What is required: From the records below, please repeat exactly the line that has "let path = relative_path(root, entry.path());", the line that has "let path = root.join(rel);", and every line between them, and nothing else.

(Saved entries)
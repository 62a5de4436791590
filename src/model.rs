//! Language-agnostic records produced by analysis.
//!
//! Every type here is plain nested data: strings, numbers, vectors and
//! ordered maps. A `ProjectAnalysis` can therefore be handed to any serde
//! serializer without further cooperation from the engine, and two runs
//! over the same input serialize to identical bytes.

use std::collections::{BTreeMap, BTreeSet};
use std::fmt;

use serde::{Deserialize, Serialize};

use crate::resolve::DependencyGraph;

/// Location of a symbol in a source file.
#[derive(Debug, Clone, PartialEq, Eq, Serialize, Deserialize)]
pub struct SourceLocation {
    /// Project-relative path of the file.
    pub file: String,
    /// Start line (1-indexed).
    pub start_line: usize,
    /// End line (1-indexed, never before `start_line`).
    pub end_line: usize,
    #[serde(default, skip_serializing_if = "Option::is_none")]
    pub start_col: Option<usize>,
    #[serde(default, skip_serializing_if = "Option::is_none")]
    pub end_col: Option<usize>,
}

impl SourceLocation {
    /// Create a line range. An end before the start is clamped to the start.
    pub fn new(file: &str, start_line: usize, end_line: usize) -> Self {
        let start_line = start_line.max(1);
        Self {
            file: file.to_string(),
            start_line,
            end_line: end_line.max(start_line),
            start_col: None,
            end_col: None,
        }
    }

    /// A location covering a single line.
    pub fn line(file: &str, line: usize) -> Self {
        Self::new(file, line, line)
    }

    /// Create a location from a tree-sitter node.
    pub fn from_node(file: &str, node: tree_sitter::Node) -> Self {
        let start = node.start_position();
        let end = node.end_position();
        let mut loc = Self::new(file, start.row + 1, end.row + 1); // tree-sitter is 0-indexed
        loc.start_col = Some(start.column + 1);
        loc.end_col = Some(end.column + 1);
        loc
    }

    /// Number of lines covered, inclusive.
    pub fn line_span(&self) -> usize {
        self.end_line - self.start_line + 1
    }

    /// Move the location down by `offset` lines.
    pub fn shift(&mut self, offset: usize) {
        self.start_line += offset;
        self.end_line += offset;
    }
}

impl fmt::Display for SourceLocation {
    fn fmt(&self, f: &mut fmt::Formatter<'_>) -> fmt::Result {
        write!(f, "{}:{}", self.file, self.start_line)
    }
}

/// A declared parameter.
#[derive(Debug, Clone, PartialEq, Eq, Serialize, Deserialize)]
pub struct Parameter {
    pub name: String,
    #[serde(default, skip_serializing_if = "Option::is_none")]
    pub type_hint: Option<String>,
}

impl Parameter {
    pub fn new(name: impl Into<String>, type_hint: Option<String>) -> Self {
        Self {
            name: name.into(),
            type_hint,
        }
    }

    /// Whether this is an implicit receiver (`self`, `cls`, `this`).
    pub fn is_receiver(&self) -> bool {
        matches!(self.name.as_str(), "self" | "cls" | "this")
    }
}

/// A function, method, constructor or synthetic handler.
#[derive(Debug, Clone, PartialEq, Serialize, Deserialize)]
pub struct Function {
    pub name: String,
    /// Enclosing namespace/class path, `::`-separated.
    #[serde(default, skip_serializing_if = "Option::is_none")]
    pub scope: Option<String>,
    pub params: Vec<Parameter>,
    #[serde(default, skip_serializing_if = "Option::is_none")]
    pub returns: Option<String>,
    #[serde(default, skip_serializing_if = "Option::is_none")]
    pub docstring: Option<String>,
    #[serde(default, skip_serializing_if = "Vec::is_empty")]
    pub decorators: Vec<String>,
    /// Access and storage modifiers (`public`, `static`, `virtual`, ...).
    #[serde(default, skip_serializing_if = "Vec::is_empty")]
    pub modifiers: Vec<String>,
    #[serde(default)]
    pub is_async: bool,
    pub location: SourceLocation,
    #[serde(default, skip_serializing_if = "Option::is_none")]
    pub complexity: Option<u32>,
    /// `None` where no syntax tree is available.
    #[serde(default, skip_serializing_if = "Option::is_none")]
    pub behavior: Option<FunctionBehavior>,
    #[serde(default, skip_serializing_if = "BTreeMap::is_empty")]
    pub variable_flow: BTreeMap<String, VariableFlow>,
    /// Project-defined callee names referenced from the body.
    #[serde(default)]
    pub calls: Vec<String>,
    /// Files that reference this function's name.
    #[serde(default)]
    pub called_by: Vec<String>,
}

==

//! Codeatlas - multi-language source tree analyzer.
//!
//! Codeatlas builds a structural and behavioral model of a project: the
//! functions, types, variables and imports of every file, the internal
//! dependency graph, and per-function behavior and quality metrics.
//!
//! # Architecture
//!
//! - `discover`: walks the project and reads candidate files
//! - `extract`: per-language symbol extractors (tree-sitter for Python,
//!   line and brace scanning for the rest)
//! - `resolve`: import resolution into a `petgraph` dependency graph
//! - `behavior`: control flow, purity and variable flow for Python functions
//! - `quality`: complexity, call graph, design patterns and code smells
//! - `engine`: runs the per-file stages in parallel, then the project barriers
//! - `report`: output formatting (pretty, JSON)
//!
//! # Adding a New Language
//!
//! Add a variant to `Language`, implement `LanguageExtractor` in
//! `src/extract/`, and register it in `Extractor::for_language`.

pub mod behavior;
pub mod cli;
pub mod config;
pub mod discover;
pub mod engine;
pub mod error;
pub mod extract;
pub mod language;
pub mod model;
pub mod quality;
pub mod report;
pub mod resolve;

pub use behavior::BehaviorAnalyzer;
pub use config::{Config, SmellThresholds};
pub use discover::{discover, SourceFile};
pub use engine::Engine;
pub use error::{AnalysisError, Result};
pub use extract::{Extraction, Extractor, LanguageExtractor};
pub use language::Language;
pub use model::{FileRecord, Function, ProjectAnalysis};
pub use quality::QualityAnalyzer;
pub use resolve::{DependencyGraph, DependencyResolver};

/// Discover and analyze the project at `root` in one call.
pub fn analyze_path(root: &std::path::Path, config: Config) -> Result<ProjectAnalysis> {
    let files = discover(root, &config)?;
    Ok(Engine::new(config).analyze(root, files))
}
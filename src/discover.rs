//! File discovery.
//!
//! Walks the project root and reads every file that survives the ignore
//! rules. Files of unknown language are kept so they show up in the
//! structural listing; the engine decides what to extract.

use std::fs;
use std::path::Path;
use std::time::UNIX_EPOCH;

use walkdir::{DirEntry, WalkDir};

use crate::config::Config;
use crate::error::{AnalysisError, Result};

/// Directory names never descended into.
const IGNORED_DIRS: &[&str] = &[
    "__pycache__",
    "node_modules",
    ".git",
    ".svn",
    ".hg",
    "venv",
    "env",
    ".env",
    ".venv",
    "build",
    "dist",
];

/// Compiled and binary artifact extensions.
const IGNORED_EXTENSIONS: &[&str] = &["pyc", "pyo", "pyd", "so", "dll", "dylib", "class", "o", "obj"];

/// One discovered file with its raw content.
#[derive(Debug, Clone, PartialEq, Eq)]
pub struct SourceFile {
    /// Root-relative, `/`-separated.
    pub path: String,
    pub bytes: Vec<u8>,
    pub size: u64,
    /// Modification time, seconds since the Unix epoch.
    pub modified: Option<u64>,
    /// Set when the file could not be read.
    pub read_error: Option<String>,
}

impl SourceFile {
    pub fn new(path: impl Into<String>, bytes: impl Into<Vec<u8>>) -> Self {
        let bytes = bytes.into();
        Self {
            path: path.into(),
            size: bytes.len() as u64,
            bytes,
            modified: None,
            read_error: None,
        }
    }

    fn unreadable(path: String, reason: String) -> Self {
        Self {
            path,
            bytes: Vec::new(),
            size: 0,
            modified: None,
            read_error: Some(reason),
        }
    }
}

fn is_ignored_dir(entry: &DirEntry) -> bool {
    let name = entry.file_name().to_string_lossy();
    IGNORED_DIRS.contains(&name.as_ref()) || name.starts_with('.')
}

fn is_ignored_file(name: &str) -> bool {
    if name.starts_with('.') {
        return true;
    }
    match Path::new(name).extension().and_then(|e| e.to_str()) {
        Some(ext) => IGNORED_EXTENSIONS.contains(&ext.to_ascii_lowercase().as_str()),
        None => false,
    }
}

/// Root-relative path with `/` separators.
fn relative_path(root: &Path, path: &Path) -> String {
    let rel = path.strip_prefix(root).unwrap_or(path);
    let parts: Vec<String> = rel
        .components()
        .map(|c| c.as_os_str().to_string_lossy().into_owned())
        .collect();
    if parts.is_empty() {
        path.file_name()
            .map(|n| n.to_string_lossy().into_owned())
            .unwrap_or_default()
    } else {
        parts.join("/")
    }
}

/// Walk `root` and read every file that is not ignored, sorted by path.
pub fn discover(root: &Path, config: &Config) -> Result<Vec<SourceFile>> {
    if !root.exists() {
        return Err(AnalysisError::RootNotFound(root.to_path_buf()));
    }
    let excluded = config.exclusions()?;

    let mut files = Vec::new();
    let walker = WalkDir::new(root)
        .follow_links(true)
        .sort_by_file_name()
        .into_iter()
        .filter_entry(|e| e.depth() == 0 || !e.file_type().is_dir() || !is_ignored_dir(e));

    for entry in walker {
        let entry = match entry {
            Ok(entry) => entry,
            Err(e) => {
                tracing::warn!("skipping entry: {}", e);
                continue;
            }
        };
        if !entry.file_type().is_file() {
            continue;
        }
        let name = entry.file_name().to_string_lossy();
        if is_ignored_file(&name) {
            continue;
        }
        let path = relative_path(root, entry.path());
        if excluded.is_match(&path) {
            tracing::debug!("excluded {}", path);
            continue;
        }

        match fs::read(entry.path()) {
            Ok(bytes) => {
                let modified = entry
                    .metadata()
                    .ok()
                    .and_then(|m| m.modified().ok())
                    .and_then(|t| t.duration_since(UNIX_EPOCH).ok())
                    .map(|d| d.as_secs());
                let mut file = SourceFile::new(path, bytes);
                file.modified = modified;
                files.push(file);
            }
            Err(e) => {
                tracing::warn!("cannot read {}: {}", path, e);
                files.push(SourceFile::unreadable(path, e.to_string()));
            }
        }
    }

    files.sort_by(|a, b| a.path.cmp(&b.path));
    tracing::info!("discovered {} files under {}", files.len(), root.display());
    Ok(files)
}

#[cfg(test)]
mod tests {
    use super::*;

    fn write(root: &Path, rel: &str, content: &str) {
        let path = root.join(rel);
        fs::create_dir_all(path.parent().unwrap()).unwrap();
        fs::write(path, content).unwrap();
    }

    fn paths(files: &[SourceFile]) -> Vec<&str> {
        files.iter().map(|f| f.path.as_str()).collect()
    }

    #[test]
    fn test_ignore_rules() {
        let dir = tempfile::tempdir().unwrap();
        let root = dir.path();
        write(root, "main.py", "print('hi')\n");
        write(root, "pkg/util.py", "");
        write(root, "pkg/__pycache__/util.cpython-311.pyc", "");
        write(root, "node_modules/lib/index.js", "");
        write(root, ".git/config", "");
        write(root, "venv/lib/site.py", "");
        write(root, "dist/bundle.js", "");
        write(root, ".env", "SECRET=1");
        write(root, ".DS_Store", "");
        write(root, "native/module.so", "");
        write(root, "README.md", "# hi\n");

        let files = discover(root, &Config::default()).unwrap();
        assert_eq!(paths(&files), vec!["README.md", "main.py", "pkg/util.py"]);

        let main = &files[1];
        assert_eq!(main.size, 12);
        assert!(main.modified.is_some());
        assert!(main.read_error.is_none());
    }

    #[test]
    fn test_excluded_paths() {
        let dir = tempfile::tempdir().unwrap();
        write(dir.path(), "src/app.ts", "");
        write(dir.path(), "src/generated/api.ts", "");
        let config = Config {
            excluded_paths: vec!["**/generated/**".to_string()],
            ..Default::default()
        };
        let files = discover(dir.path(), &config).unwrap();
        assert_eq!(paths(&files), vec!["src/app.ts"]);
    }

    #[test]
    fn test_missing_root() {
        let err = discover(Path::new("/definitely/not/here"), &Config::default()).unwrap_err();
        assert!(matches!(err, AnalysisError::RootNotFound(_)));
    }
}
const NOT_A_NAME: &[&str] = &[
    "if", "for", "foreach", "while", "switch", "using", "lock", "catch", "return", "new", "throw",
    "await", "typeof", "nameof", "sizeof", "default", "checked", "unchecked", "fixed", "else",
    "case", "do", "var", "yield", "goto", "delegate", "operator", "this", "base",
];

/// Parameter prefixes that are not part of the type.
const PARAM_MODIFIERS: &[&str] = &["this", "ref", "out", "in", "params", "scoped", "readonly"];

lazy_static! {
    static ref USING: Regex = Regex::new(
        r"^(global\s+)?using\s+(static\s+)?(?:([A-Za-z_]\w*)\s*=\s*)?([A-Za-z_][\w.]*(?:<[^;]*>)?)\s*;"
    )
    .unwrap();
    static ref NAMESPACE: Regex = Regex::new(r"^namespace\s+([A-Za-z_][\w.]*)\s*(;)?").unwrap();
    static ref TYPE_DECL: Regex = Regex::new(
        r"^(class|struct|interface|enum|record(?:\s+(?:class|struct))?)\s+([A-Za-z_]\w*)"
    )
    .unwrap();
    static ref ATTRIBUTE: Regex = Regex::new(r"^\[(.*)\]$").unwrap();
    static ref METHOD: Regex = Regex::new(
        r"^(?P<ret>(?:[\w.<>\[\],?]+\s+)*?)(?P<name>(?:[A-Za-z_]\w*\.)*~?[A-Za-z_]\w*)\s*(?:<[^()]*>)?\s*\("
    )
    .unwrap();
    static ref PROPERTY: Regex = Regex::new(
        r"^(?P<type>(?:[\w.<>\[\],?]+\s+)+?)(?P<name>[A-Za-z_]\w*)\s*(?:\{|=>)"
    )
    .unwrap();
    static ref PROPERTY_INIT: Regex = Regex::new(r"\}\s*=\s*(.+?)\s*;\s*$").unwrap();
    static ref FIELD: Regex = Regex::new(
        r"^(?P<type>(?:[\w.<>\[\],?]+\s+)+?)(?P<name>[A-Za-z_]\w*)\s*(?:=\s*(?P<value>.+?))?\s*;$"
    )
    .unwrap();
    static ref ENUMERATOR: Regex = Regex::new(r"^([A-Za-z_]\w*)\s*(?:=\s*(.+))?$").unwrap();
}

Completed task:
        let path = relative_path(root, entry.path());
        if excluded.is_match(&path) {
            tracing::debug!("excluded {}", path);
            continue;
        }

        match fs::read(entry.path()) {
            Ok(bytes) => {
                let modified = entry
                    .metadata()
                    .ok()
                    .and_then(|m| m.modified().ok())
                    .and_then(|t| t.duration_since(UNIX_EPOCH).ok())
                    .map(|d| d.as_secs());
                let mut file = SourceFile::new(path, bytes);
                file.modified = modified;
                files.push(file);
            }
            Err(e) => {
                tracing::warn!("cannot read {}: {}", path, e);
                files.push(SourceFile::unreadable(path, e.to_string()));
            }
        }
    }

    files.sort_by(|a, b| a.path.cmp(&b.path));
    tracing::info!("discovered {} files under {}", files.len(), root.display());
    Ok(files)
}

#[cfg(test)]
mod tests {
    use super::*;

    fn write(root: &Path, rel: &str, content: &str) {
        let path = root.join(rel);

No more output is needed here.